● TASK STATEMENT
Copy the first line of the material below and every later line through the line containing "against in-memory buffers.", without any other output.

MATERIAL SUPPLIED Start Marker

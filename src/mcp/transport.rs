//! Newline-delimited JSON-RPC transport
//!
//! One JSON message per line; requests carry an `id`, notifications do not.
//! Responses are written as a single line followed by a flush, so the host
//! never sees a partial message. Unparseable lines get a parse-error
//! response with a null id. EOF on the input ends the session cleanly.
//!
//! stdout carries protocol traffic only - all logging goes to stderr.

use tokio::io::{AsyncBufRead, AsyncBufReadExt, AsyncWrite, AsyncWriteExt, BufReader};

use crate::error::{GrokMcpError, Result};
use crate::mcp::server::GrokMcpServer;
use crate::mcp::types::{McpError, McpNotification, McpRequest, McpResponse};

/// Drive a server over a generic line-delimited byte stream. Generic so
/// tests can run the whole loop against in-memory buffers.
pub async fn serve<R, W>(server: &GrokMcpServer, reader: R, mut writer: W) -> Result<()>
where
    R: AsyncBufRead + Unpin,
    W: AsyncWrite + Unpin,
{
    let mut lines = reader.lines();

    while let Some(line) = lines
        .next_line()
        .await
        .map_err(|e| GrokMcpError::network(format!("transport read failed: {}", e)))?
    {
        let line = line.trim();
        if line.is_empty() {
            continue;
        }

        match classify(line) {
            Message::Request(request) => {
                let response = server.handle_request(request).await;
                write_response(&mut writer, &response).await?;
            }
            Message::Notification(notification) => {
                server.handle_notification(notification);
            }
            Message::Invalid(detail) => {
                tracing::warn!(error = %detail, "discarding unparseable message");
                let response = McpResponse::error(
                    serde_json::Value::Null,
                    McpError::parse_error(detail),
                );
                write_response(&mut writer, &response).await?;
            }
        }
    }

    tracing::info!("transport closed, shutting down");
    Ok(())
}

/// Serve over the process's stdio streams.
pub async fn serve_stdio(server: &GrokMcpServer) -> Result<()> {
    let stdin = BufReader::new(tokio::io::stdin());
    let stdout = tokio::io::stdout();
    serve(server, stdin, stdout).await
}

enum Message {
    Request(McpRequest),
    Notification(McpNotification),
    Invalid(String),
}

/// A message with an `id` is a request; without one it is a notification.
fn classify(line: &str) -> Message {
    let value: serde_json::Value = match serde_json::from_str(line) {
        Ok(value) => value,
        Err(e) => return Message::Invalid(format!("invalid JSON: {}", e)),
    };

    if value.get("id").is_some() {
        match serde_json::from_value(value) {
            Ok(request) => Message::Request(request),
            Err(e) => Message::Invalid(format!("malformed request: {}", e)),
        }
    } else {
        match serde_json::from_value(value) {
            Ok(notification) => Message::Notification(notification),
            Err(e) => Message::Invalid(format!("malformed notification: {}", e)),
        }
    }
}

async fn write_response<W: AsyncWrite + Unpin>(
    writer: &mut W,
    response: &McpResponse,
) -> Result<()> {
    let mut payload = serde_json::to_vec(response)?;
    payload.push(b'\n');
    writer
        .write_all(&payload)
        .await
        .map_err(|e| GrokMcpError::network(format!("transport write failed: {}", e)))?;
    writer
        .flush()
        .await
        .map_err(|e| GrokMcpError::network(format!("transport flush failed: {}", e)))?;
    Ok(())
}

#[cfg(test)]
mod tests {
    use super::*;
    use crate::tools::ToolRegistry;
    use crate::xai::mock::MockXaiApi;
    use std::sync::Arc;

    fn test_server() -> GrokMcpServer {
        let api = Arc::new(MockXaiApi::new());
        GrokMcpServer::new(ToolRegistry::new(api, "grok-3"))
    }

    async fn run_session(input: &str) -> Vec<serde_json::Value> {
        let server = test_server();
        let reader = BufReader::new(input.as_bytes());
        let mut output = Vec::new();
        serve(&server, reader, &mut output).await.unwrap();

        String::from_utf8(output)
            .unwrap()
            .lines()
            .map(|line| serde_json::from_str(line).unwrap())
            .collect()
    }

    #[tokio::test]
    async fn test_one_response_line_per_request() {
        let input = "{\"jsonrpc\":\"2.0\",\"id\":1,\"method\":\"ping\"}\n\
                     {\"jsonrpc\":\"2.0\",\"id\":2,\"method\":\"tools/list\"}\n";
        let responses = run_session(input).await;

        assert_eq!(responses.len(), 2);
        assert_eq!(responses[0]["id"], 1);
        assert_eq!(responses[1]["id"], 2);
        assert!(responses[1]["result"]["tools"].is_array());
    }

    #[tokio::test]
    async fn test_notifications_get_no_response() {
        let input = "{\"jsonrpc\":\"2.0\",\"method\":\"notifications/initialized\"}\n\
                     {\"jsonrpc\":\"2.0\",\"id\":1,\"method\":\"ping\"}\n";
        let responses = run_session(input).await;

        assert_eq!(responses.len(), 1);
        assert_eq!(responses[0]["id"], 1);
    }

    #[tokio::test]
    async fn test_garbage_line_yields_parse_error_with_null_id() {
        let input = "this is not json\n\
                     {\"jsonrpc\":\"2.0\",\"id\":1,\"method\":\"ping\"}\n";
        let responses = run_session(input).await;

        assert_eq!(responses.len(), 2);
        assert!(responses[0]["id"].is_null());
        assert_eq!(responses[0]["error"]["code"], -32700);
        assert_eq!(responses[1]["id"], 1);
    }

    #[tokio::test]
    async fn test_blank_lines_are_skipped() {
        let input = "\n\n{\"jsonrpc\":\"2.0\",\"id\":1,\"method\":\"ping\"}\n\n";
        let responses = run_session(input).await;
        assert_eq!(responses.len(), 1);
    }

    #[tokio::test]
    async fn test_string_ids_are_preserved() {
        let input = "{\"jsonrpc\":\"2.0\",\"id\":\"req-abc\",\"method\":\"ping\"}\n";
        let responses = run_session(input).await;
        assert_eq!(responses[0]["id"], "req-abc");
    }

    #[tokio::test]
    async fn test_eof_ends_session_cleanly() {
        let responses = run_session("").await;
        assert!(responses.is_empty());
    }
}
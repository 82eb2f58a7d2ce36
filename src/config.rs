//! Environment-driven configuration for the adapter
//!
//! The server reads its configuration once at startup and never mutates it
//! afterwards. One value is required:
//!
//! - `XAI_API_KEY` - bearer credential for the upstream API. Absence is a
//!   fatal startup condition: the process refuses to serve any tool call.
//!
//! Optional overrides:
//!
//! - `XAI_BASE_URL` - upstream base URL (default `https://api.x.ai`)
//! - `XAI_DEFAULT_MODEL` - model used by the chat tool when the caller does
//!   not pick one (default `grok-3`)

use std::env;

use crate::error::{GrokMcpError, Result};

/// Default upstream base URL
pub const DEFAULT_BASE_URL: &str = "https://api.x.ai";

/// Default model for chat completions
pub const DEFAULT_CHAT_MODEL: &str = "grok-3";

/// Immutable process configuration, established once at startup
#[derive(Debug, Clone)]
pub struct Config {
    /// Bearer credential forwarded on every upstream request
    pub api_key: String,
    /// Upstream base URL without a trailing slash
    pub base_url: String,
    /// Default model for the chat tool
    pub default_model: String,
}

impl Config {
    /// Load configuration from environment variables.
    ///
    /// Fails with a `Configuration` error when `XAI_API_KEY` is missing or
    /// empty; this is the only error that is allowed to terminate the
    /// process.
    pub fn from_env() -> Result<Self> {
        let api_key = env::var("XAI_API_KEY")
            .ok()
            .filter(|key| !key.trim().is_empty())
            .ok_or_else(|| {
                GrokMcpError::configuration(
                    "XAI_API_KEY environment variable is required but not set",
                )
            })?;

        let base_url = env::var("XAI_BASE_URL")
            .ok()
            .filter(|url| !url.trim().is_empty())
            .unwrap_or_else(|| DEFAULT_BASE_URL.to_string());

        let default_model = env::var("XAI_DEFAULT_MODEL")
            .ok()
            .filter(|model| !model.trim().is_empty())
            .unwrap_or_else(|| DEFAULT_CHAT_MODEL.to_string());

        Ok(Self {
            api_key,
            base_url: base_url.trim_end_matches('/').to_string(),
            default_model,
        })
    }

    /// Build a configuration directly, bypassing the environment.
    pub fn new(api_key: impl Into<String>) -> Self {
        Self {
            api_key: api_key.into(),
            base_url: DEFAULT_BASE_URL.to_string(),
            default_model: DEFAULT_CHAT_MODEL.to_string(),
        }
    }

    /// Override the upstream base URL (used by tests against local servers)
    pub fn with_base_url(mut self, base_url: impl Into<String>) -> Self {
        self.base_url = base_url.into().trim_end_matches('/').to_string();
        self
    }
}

MATERIAL SUPPLIED End Marker

● TASK OUTPUT
filename src/mcp/transport.rs
//! Newline-delimited JSON-RPC transport
//!
//! One JSON message per line; requests carry an `id`, notifications do not.
//! Responses are written as a single line followed by a flush, so the host
//! never sees a partial message. Unparseable lines get a parse-error
//! response with a null id. EOF on the input ends the session cleanly.
//!
//! stdout carries protocol traffic only - all logging goes to stderr.

use tokio::io::{AsyncBufRead, AsyncBufReadExt, AsyncWrite, AsyncWriteExt, BufReader};

use crate::error::{GrokMcpError, Result};
use crate::mcp::server::GrokMcpServer;
use crate::mcp::types::{McpError, McpNotification, McpRequest, McpResponse};

/// Drive a server over a generic line-delimited byte stream. Generic so
/// tests can run the whole loop against in-memory buffers.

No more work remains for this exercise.